Data entries:

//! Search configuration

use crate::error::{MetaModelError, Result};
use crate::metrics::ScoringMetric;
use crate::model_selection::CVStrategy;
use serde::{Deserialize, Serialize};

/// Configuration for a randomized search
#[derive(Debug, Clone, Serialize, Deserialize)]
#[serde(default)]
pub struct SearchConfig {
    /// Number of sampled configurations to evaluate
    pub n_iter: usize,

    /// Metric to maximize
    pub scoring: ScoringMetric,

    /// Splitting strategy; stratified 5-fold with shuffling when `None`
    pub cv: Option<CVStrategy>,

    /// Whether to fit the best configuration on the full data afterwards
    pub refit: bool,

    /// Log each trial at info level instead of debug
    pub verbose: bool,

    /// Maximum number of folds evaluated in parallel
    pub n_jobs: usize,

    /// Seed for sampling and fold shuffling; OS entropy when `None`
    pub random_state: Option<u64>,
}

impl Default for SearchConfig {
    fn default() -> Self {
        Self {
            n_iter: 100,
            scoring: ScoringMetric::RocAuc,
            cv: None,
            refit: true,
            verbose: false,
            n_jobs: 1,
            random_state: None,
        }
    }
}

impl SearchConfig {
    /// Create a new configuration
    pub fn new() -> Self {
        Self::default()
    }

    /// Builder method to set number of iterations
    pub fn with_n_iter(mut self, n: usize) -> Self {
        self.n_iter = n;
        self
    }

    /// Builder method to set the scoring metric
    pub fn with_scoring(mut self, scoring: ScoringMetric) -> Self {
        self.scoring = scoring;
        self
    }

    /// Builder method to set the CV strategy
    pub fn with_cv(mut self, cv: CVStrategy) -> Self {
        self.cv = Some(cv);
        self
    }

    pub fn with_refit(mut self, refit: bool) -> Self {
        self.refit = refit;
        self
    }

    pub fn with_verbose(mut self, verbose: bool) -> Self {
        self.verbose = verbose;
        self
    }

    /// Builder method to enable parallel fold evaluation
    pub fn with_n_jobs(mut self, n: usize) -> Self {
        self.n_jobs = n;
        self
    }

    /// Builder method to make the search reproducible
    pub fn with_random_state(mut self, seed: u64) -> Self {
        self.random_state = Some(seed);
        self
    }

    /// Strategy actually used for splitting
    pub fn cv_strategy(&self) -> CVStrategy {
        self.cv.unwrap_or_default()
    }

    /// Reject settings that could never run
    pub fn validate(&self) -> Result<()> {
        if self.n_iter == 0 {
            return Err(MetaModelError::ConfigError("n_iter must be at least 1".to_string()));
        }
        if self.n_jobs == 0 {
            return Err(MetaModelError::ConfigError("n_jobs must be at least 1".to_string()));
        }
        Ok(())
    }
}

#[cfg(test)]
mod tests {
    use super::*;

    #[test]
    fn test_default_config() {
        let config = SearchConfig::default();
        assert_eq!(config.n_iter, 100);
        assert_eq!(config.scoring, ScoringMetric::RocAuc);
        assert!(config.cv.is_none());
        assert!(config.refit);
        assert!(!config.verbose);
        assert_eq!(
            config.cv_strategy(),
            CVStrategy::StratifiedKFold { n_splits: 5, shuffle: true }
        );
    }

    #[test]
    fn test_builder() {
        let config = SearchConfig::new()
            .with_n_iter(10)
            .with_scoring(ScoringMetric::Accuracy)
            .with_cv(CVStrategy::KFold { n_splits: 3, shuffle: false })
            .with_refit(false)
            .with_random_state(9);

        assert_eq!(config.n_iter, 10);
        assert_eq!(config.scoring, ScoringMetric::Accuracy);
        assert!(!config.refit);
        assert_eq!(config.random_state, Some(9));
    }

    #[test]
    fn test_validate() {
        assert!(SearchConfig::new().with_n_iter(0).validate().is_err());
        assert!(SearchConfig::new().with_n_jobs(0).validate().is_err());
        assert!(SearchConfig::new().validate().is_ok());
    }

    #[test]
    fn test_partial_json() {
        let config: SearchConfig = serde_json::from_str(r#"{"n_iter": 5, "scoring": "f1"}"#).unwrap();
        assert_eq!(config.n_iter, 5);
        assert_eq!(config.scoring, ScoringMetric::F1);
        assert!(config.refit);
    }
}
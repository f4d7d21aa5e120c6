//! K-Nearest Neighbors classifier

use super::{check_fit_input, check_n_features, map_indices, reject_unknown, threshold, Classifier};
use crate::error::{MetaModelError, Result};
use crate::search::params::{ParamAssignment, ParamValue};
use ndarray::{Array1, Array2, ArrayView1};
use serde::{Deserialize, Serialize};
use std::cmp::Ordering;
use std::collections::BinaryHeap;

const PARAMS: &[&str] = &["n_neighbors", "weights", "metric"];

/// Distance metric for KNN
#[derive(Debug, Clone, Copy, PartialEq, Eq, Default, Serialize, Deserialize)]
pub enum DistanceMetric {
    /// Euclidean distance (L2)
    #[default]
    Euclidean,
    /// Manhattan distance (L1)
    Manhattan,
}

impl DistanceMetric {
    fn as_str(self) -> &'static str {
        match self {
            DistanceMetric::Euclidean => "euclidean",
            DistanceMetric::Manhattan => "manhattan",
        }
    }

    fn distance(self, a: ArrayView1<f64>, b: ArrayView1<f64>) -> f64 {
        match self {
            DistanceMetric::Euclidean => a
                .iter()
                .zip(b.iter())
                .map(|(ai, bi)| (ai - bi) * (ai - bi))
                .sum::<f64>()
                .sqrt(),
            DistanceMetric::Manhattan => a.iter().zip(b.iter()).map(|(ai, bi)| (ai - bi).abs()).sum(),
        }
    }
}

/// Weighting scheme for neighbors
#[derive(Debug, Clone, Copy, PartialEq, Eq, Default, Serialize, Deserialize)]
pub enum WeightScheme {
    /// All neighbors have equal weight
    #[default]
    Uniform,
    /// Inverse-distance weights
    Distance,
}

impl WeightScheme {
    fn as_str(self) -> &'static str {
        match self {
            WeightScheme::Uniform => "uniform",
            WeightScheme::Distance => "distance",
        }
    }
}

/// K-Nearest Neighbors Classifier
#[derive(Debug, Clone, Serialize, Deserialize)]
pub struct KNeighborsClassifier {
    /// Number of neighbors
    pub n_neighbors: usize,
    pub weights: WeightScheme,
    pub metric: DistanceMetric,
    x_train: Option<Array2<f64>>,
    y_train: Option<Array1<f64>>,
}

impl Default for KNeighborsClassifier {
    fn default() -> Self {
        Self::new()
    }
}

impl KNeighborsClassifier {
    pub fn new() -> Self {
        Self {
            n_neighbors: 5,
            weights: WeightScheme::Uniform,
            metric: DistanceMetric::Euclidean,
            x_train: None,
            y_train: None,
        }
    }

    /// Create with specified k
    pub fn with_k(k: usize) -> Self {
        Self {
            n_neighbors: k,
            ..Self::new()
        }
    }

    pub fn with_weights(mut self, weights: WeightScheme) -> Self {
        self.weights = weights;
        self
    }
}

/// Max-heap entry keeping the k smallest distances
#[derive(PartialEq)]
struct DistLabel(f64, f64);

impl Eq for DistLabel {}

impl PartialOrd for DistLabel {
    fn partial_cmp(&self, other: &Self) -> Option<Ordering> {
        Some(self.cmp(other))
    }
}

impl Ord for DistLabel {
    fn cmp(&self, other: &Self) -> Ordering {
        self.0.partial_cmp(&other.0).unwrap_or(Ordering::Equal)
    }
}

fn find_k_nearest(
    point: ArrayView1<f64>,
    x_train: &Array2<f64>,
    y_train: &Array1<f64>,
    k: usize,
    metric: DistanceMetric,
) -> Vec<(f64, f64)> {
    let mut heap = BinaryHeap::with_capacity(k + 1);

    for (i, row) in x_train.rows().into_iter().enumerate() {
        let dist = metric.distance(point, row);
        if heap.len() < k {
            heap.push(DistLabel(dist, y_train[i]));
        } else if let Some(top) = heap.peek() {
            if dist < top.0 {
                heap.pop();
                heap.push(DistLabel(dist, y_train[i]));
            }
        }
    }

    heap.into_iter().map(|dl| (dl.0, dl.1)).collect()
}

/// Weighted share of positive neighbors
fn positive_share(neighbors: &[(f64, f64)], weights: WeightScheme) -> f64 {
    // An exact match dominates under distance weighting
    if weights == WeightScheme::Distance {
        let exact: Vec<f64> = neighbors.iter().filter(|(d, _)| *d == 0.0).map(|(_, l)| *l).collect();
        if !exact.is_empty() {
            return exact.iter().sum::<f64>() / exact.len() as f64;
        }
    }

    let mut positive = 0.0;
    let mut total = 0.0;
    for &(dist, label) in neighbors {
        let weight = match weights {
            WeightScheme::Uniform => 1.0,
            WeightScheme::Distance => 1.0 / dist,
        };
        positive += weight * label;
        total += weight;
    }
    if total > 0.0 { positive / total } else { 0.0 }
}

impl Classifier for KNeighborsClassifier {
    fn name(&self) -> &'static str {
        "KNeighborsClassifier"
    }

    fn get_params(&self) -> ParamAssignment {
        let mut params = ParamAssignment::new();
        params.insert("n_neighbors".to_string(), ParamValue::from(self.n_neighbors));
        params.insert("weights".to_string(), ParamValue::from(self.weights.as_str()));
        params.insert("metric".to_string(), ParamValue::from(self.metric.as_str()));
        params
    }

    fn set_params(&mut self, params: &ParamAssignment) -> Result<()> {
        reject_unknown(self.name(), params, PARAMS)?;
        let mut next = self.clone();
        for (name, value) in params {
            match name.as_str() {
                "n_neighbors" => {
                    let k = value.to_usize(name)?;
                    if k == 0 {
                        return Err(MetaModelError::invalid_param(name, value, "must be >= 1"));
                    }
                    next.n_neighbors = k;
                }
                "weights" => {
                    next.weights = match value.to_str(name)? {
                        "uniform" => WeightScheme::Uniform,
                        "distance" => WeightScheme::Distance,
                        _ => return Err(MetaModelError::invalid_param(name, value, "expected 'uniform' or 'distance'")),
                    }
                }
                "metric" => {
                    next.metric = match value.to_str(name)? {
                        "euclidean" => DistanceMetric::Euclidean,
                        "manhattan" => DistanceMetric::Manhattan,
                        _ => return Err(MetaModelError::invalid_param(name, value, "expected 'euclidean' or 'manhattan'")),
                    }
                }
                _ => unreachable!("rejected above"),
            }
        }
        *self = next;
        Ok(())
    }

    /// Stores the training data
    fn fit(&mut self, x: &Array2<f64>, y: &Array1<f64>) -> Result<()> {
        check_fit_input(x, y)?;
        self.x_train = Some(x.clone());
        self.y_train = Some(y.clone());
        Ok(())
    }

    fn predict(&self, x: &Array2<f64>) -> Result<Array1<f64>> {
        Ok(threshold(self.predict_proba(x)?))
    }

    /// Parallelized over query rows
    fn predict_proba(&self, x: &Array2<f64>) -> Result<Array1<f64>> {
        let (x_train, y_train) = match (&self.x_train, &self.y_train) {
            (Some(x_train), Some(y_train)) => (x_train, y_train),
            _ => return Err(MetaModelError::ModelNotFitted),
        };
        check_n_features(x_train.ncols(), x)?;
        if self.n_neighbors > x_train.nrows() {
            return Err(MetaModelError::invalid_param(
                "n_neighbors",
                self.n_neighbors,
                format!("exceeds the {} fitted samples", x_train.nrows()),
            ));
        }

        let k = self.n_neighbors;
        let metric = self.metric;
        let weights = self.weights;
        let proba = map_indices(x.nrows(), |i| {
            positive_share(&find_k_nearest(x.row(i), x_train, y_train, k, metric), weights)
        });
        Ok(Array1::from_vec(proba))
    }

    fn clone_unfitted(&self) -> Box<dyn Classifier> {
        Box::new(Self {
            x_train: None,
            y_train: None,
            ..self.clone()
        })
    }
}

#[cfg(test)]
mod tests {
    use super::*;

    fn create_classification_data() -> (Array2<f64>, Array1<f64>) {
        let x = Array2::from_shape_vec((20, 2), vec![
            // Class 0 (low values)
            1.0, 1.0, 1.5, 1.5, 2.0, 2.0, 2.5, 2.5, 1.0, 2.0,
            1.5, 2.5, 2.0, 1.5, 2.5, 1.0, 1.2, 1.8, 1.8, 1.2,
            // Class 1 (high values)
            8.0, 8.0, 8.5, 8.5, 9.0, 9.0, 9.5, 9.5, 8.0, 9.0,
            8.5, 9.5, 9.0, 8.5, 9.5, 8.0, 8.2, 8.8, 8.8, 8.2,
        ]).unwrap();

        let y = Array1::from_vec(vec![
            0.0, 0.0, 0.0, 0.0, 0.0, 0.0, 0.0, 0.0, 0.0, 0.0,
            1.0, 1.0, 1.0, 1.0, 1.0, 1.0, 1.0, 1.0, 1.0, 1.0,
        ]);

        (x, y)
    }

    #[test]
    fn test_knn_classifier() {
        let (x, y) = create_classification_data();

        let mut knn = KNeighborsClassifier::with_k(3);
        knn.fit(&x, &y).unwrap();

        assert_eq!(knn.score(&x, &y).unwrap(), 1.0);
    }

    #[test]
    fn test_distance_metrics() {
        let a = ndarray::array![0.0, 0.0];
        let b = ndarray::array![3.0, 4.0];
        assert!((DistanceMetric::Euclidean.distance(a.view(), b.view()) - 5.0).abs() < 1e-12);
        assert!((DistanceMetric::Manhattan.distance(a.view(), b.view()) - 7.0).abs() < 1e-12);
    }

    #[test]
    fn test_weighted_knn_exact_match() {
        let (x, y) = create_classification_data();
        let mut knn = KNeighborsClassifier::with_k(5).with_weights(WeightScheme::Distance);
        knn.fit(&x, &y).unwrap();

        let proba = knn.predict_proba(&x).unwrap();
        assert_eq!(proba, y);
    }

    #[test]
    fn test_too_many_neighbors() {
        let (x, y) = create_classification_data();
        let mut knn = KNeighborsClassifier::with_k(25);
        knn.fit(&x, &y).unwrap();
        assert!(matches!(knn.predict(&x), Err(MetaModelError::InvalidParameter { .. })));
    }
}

Your assignment →
Look over the records above and filter for each line with the word "other".

Answer to the exercise →
    fn partial_cmp(&self, other: &Self) -> Option<Ordering> {
        Some(self.cmp(other))
    fn cmp(&self, other: &Self) -> Ordering {
        self.0.partial_cmp(&other.0).unwrap_or(Ordering::Equal)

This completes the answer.